Jocelyn winced; his lip quivered; there was a moist mist over his eyes.

“God judge me, I know not the place,” he said. “Your words are meaningless, sinner that I am.”

Again Tristan’s sword touched the Bishop’s shoulder; the man squirmed under it like a frightened dog.

“Ogier is no name to you? Come, priest, look into my eyes.”

“Ogier, by God’s light, I know no such name.”

“Nor Rosamunde, Lady of Joyous Vale, nor even Columbe whom ye did to death? Lie not to me, Jocelyn of Agravale, for you know my face; I am that Tristan who served in your guard. It was I who slew Ogier in yonder woods, and set the Lady Rosamunde safe in Holy Guard. It is my sister who lies dead under yonder cedar. Tell me, by God, whether you deserve not death.”

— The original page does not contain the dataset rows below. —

use thiserror::Error;

use crate::characteristic::FieldId;

#[derive(Debug, Clone, PartialEq, Error)]
pub enum AccessoryError {
    #[error("invalid value for {field}: {reason}")]
    Validation { field: FieldId, reason: String },

    #[error("unknown characteristic: {0}")]
    InvalidField(String),

    #[error("characteristic {0} is read-only")]
    ReadOnly(FieldId),

    #[error("persistence failure: {0}")]
    Persistence(String),

    #[error("internal invariant violation: {0}")]
    InvariantViolation(String),
}

impl AccessoryError {
    pub fn validation(field: FieldId, reason: impl Into<String>) -> Self {
        Self::Validation {
            field,
            reason: reason.into(),
        }
    }

    pub fn is_validation(&self) -> bool {
        matches!(self, Self::Validation { .. })
    }
}
//! Local HTTP control surface over the characteristic gateway.

use axum::{
    extract::{Path, State},
    http::StatusCode,
    response::IntoResponse,
    routing::{get, post, put},
    Json, Router,
};
use heater_cooler_common::{
    AccessoryError, AccessoryInfo, AccessorySnapshot, FieldId, FieldValue, ServerState,
};
use serde::{Deserialize, Serialize};
use tracing::warn;

use crate::{
    app::AppStatus,
    gateway::{Gateway, WriteResponse},
};

#[derive(Clone)]
pub struct HttpState {
    pub gateway: Gateway,
    pub status: AppStatus,
}

#[derive(Debug, Serialize)]
struct ErrorBody {
    error: String,
}

#[derive(Debug, Deserialize)]
struct ValueUpdate {
    value: serde_json::Number,
}

#[derive(Debug, Serialize)]
struct CharacteristicView {
    field: FieldId,
    value: FieldValue,
}

#[derive(Debug, Serialize)]
struct WriteView {
    field: FieldId,
    value: FieldValue,
    result: WriteResponse,
}

#[derive(Debug, Serialize)]
struct StatusView {
    info: AccessoryInfo,
    state: AccessorySnapshot,
    #[serde(rename = "serverState")]
    server_state: ServerState,
    #[serde(rename = "monitorRunning")]
    monitor_running: bool,
}

pub fn router(state: HttpState) -> Router {
    Router::new()
        .route("/api/status", get(handle_get_status))
        .route("/api/characteristics", get(handle_get_characteristics))
        .route(
            "/api/characteristics/{field}",
            get(handle_get_characteristic).put(handle_put_characteristic),
        )
        .route("/api/identify", post(handle_identify))
        .route("/api/factory-reset", post(handle_factory_reset))
        .route(
            "/api/simulation/temperature",
            put(handle_put_simulated_temperature),
        )
        .with_state(state)
}

async fn handle_get_status(State(state): State<HttpState>) -> impl IntoResponse {
    Json(StatusView {
        info: state.gateway.info().clone(),
        state: state.gateway.snapshot().await,
        server_state: state.status.server_state(),
        monitor_running: state.status.monitor_running(),
    })
}

async fn handle_get_characteristics(State(state): State<HttpState>) -> impl IntoResponse {
    let values: Vec<CharacteristicView> = state
        .gateway
        .read_all()
        .await
        .into_iter()
        .map(|(field, value)| CharacteristicView { field, value })
        .collect();
    Json(values)
}

async fn handle_get_characteristic(
    State(state): State<HttpState>,
    Path(field): Path<String>,
) -> axum::response::Response {
    let field = match field.parse::<FieldId>() {
        Ok(field) => field,
        Err(err) => return accessory_error_response(&err),
    };

    match state.gateway.read_field(field).await {
        Ok(value) => Json(CharacteristicView { field, value }).into_response(),
        Err(err) => accessory_error_response(&err),
    }
}

async fn handle_put_characteristic(
    State(state): State<HttpState>,
    Path(field): Path<String>,
    Json(update): Json<ValueUpdate>,
) -> axum::response::Response {
    let field = match field.parse::<FieldId>() {
        Ok(field) => field,
        Err(err) => return accessory_error_response(&err),
    };
    let value = match FieldValue::from_json_number(field, &update.value) {
        Ok(value) => value,
        Err(err) => return accessory_error_response(&err),
    };

    match state.gateway.write_field(field, value).await {
        Ok(result) => {
            let value = state.gateway.snapshot().await.value(field);
            Json(WriteView {
                field,
                value,
                result,
            })
            .into_response()
        }
        Err(err) => accessory_error_response(&err),
    }
}

async fn handle_identify(State(state): State<HttpState>) -> axum::response::Response {
    match state.gateway.identify() {
        Ok(()) => StatusCode::NO_CONTENT.into_response(),
        Err(err) => accessory_error_response(&err),
    }
}

async fn handle_factory_reset(State(state): State<HttpState>) -> axum::response::Response {
    if let Err(err) = state.gateway.restore_factory_settings().await {
        warn!("factory reset incomplete: {err}");
        return accessory_error_response(&err);
    }
    handle_get_status(State(state)).await.into_response()
}

async fn handle_put_simulated_temperature(
    State(state): State<HttpState>,
    Json(update): Json<ValueUpdate>,
) -> axum::response::Response {
    let Some(value) = update.value.as_f64() else {
        return error_response(StatusCode::BAD_REQUEST, "Invalid temperature value");
    };

    match state.gateway.set_current_temperature(value as f32).await {
        Ok(_) => handle_get_status(State(state)).await.into_response(),
        Err(err) => accessory_error_response(&err),
    }
}

fn status_for(err: &AccessoryError) -> StatusCode {
    match err {
        AccessoryError::Validation { .. } => StatusCode::BAD_REQUEST,
        AccessoryError::InvalidField(_) => StatusCode::NOT_FOUND,
        AccessoryError::ReadOnly(_) => StatusCode::METHOD_NOT_ALLOWED,
        AccessoryError::Persistence(_) | AccessoryError::InvariantViolation(_) => {
            StatusCode::INTERNAL_SERVER_ERROR
        }
    }
}

fn accessory_error_response(err: &AccessoryError) -> axum::response::Response {
    error_response(status_for(err), &err.to_string())
}

fn error_response(status: StatusCode, message: &str) -> axum::response::Response {
    (
        status,
        Json(ErrorBody {
            error: message.to_string(),
        }),
    )
        .into_response()
}
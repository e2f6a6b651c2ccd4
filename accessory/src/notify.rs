//! Change notifications owed to subscribed controllers.
//!
//! The accessory only decides that a value changed; delivery belongs to
//! whoever subscribes (the protocol layer). Publishing never blocks and never
//! fails from the caller's point of view.

use heater_cooler_common::{FieldId, FieldValue};
use serde::Serialize;
use tokio::sync::broadcast;
use tracing::debug;

const DEFAULT_CHANNEL_CAPACITY: usize = 64;

#[derive(Debug, Clone, Copy, PartialEq, Serialize)]
pub struct ChangeEvent {
    pub field: FieldId,
    pub value: FieldValue,
}

#[derive(Debug, Clone)]
pub struct ChangeNotifier {
    sender: broadcast::Sender<ChangeEvent>,
}

impl Default for ChangeNotifier {
    fn default() -> Self {
        Self::new()
    }
}

impl ChangeNotifier {
    pub fn new() -> Self {
        Self::with_capacity(DEFAULT_CHANNEL_CAPACITY)
    }

    pub fn with_capacity(capacity: usize) -> Self {
        let (sender, _) = broadcast::channel(capacity);
        Self { sender }
    }

    pub fn subscribe(&self) -> broadcast::Receiver<ChangeEvent> {
        self.sender.subscribe()
    }

    pub fn notify_changed(&self, field: FieldId, value: FieldValue) {
        if self.sender.send(ChangeEvent { field, value }).is_err() {
            debug!("no subscribers for {field} change");
        }
    }

    pub fn notify_all(&self, changes: &[(FieldId, FieldValue)]) {
        for (field, value) in changes {
            self.notify_changed(*field, *value);
        }
    }
}

#[cfg(test)]
mod tests {
    use super::*;

    #[tokio::test]
    async fn subscribers_receive_each_change() {
        let notifier = ChangeNotifier::new();
        let mut rx = notifier.subscribe();

        notifier.notify_all(&[
            (FieldId::Active, FieldValue::UInt8(1)),
            (FieldId::CurrentTemperature, FieldValue::Float(21.5)),
        ]);

        assert_eq!(
            rx.recv().await.unwrap(),
            ChangeEvent {
                field: FieldId::Active,
                value: FieldValue::UInt8(1)
            }
        );
        assert_eq!(rx.recv().await.unwrap().field, FieldId::CurrentTemperature);
    }

    #[test]
    fn notifying_without_subscribers_is_harmless() {
        let notifier = ChangeNotifier::new();
        notifier.notify_changed(FieldId::Active, FieldValue::UInt8(0));

        let mut late = notifier.subscribe();
        notifier.notify_changed(FieldId::Active, FieldValue::UInt8(1));
        assert_eq!(late.try_recv().unwrap().value, FieldValue::UInt8(1));
        assert!(late.try_recv().is_err());
    }
}
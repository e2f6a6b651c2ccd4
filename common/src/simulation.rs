//! Temperature drift model driving the simulated room.
//!
//! Heating moves the temperature up toward the heating threshold and cooling
//! moves it down toward the cooling threshold, one `active_drift_c` step per
//! cycle. A heater never cools and a cooler never heats, so when the
//! temperature is already past the threshold it holds. Idle and inactive rooms
//! relax toward ambient by `ambient_drift_c` per cycle. Steps never overshoot
//! their goal and the result stays inside the simulation band.

use crate::{config::SimulationConfig, types::CurrentHeaterCoolerState};

pub fn advance_temperature(
    current_c: f32,
    state: CurrentHeaterCoolerState,
    heating_threshold_c: f32,
    cooling_threshold_c: f32,
    sim: &SimulationConfig,
) -> f32 {
    let next = match state {
        CurrentHeaterCoolerState::Heating => {
            if current_c < heating_threshold_c {
                step_toward(current_c, heating_threshold_c, sim.active_drift_c)
            } else {
                current_c
            }
        }
        CurrentHeaterCoolerState::Cooling => {
            if current_c > cooling_threshold_c {
                step_toward(current_c, cooling_threshold_c, sim.active_drift_c)
            } else {
                current_c
            }
        }
        CurrentHeaterCoolerState::Idle | CurrentHeaterCoolerState::Inactive => {
            step_toward(current_c, sim.ambient_temp_c, sim.ambient_drift_c)
        }
    };

    next.clamp(sim.temperature_range.min_c, sim.temperature_range.max_c)
}

fn step_toward(current: f32, goal: f32, step: f32) -> f32 {
    let step = step.abs();
    if (goal - current).abs() <= step {
        goal
    } else if goal > current {
        current + step
    } else {
        current - step
    }
}

#[cfg(test)]
mod tests {
    use super::*;

    const HEAT: f32 = 20.0;
    const COOL: f32 = 26.0;

    #[test]
    fn heating_rises_until_threshold() {
        let sim = SimulationConfig::default();
        let state = CurrentHeaterCoolerState::Heating;

        assert_eq!(advance_temperature(18.0, state, HEAT, COOL, &sim), 18.5);
        assert_eq!(advance_temperature(19.8, state, HEAT, COOL, &sim), 20.0);
        assert_eq!(advance_temperature(23.0, state, HEAT, COOL, &sim), 23.0);
    }

    #[test]
    fn cooling_falls_until_threshold() {
        let sim = SimulationConfig::default();
        let state = CurrentHeaterCoolerState::Cooling;

        assert_eq!(advance_temperature(30.0, state, HEAT, COOL, &sim), 29.5);
        assert_eq!(advance_temperature(26.2, state, HEAT, COOL, &sim), 26.0);
        assert_eq!(advance_temperature(21.0, state, HEAT, COOL, &sim), 21.0);
    }

    #[test]
    fn idle_relaxes_toward_ambient() {
        let sim = SimulationConfig::default();

        let warmer = advance_temperature(25.0, CurrentHeaterCoolerState::Idle, HEAT, COOL, &sim);
        assert!(warmer < 25.0 && warmer > 24.8);

        let colder =
            advance_temperature(15.0, CurrentHeaterCoolerState::Inactive, HEAT, COOL, &sim);
        assert!(colder > 15.0 && colder < 15.2);

        assert_eq!(
            advance_temperature(22.05, CurrentHeaterCoolerState::Idle, HEAT, COOL, &sim),
            22.0
        );
    }

    #[test]
    fn result_stays_inside_simulation_band() {
        let sim = SimulationConfig::default();
        assert_eq!(
            advance_temperature(75.0, CurrentHeaterCoolerState::Heating, 80.0, 90.0, &sim),
            60.0
        );
        assert_eq!(
            advance_temperature(-30.0, CurrentHeaterCoolerState::Idle, HEAT, COOL, &sim),
            -20.0
        );
    }
}
use core::str::FromStr;

use chrono::NaiveDateTime;
use serde::{Deserialize, Serialize};

use stockbook_catalog::Catalog;
use stockbook_core::{Aggregate, DomainError, ProductCode};
use stockbook_sales::{Channel, Ledger, SaleEvent};

/// Direction of a manual stock adjustment.
#[derive(Debug, Clone, Copy, PartialEq, Eq, Serialize, Deserialize)]
#[serde(rename_all = "lowercase")]
pub enum Direction {
    Increase,
    Decrease,
}

impl Direction {
    pub fn as_str(&self) -> &'static str {
        match self {
            Direction::Increase => "increase",
            Direction::Decrease => "decrease",
        }
    }
}

impl core::fmt::Display for Direction {
    fn fmt(&self, f: &mut core::fmt::Formatter<'_>) -> core::fmt::Result {
        f.write_str(self.as_str())
    }
}

impl FromStr for Direction {
    type Err = DomainError;

    fn from_str(s: &str) -> Result<Self, Self::Err> {
        match s.trim().to_lowercase().as_str() {
            "increase" | "add" | "+" => Ok(Direction::Increase),
            "decrease" | "remove" | "-" => Ok(Direction::Decrease),
            other => Err(DomainError::validation(format!(
                "unknown adjustment direction {other:?}"
            ))),
        }
    }
}

/// Command: AdjustStock.
#[derive(Debug, Clone, PartialEq, Eq, Serialize, Deserialize)]
pub struct AdjustStock {
    pub product_code: ProductCode,
    pub quantity: u64,
    pub direction: Direction,
}

/// Command: RecordSale.
///
/// `channel` is the raw value supplied by the operator; it is validated when
/// the command is handled.
#[derive(Debug, Clone, PartialEq, Eq, Serialize, Deserialize)]
pub struct RecordSale {
    pub product_code: ProductCode,
    pub quantity: u64,
    pub channel: String,
    pub timestamp: NaiveDateTime,
}

#[derive(Debug, Clone, PartialEq, Eq, Serialize, Deserialize)]
pub enum InventoryCommand {
    AdjustStock(AdjustStock),
    RecordSale(RecordSale),
}

/// Event: StockAdjusted.
#[derive(Debug, Clone, PartialEq, Eq, Serialize, Deserialize)]
pub struct StockAdjusted {
    pub product_code: ProductCode,
    pub quantity: u64,
    pub direction: Direction,
}

/// Event: SaleRecorded.
///
/// One event carries all three effects of a sale (stock down, running total
/// up, ledger row appended) so they are applied as a unit.
#[derive(Debug, Clone, PartialEq, Eq, Serialize, Deserialize)]
pub struct SaleRecorded {
    pub sale: SaleEvent,
}

#[derive(Debug, Clone, PartialEq, Eq, Serialize, Deserialize)]
pub enum InventoryEvent {
    StockAdjusted(StockAdjusted),
    SaleRecorded(SaleRecorded),
}

impl InventoryEvent {
    /// Stable event name, used in log fields.
    pub fn event_type(&self) -> &'static str {
        match self {
            InventoryEvent::StockAdjusted(_) => "inventory.stock_adjusted",
            InventoryEvent::SaleRecorded(_) => "inventory.sale_recorded",
        }
    }

    /// Whether applying this event changes the sales ledger.
    pub fn touches_ledger(&self) -> bool {
        matches!(self, InventoryEvent::SaleRecorded(_))
    }
}

/// Aggregate root: the catalog and the sales ledger, updated together.
#[derive(Debug, Clone, Default, PartialEq, Eq)]
pub struct Stockroom {
    catalog: Catalog,
    ledger: Ledger,
    version: u64,
}

impl Stockroom {
    pub fn new(catalog: Catalog, ledger: Ledger) -> Self {
        Self {
            catalog,
            ledger,
            version: 0,
        }
    }

    pub fn catalog(&self) -> &Catalog {
        &self.catalog
    }

    pub fn ledger(&self) -> &Ledger {
        &self.ledger
    }

    pub fn into_parts(self) -> (Catalog, Ledger) {
        (self.catalog, self.ledger)
    }
}

impl Aggregate for Stockroom {
    type Command = InventoryCommand;
    type Event = InventoryEvent;
    type Error = DomainError;

    fn version(&self) -> u64 {
        self.version
    }

    fn apply(&mut self, event: &Self::Event) {
        match event {
            InventoryEvent::StockAdjusted(e) => {
                if let Some(product) = self.catalog.get_mut(e.product_code.as_str()) {
                    let applied = match e.direction {
                        Direction::Increase => product.increase_inventory(e.quantity),
                        Direction::Decrease => product.decrease_inventory(e.quantity),
                    };
                    debug_assert!(applied.is_ok(), "event was not decided against this state");
                }
            }
            InventoryEvent::SaleRecorded(e) => {
                if let Some(product) = self.catalog.get_mut(e.sale.product_code.as_str()) {
                    let applied = product.decrease_inventory(e.sale.quantity);
                    debug_assert!(applied.is_ok(), "event was not decided against this state");
                    product.add_units_sold(e.sale.quantity);
                }
                let appended = self.ledger.append(e.sale.clone());
                debug_assert!(appended.is_ok(), "sale events carry a positive quantity");
            }
        }

        // Deterministic version tracking: +1 per applied event.
        self.version += 1;
    }

    fn handle(&self, command: &Self::Command) -> Result<Vec<Self::Event>, Self::Error> {
        match command {
            InventoryCommand::AdjustStock(cmd) => self.handle_adjust(cmd),
            InventoryCommand::RecordSale(cmd) => self.handle_record_sale(cmd),
        }
    }
}

impl Stockroom {
    fn ensure_positive(quantity: u64) -> Result<(), DomainError> {
        if quantity == 0 {
            return Err(DomainError::validation("quantity must be positive"));
        }
        Ok(())
    }

    fn ensure_stock(&self, code: &ProductCode, requested: u64) -> Result<(), DomainError> {
        let product = self
            .catalog
            .get(code.as_str())
            .ok_or_else(|| DomainError::product_not_found(code))?;

        if product.inventory() < requested {
            return Err(DomainError::InsufficientInventory {
                code: code.clone(),
                available: product.inventory(),
                requested,
            });
        }
        Ok(())
    }

    fn handle_adjust(&self, cmd: &AdjustStock) -> Result<Vec<InventoryEvent>, DomainError> {
        Self::ensure_positive(cmd.quantity)?;

        match cmd.direction {
            Direction::Increase => {
                let product = self
                    .catalog
                    .get(cmd.product_code.as_str())
                    .ok_or_else(|| DomainError::product_not_found(&cmd.product_code))?;
                if product.inventory().checked_add(cmd.quantity).is_none() {
                    return Err(DomainError::validation("inventory would overflow"));
                }
            }
            Direction::Decrease => self.ensure_stock(&cmd.product_code, cmd.quantity)?,
        }

        Ok(vec![InventoryEvent::StockAdjusted(StockAdjusted {
            product_code: cmd.product_code.clone(),
            quantity: cmd.quantity,
            direction: cmd.direction,
        })])
    }

    fn handle_record_sale(&self, cmd: &RecordSale) -> Result<Vec<InventoryEvent>, DomainError> {
        Self::ensure_positive(cmd.quantity)?;
        let channel: Channel = cmd.channel.parse()?;
        self.ensure_stock(&cmd.product_code, cmd.quantity)?;

        let sale = SaleEvent::new(
            cmd.timestamp,
            cmd.product_code.clone(),
            cmd.quantity,
            channel,
        )?;

        Ok(vec![InventoryEvent::SaleRecorded(SaleRecorded { sale })])
    }
}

Jocelyn bowed his shoulders beneath the words as a slave stoops from the hissing lash. He clutched his bosom, choked, fell prone, grovelled at Tristan’s feet. But in Tristan’s heart there was no glimmer of pity.

“Strip him, sirs,” were his words to his men. “When ye have scourged him down to the island, set him in his priest’s robes by my sister’s grave. Guard him there till I shall come.”

Samson’s old followers broke their ranks, stripped Jocelyn naked, unbuckled their belts, and drove him down towards the river. Whimpering, grovelling, he took his chastisement, spurned and scorned, the creature of Fate. They dragged him over the rocks in the bed of the river, robed him in the state robes they had taken from his tent, and bound him to the cedar tree in the garden. Such was the pilgrimage he made that day to the grave of Columbe, Tristan’s sister.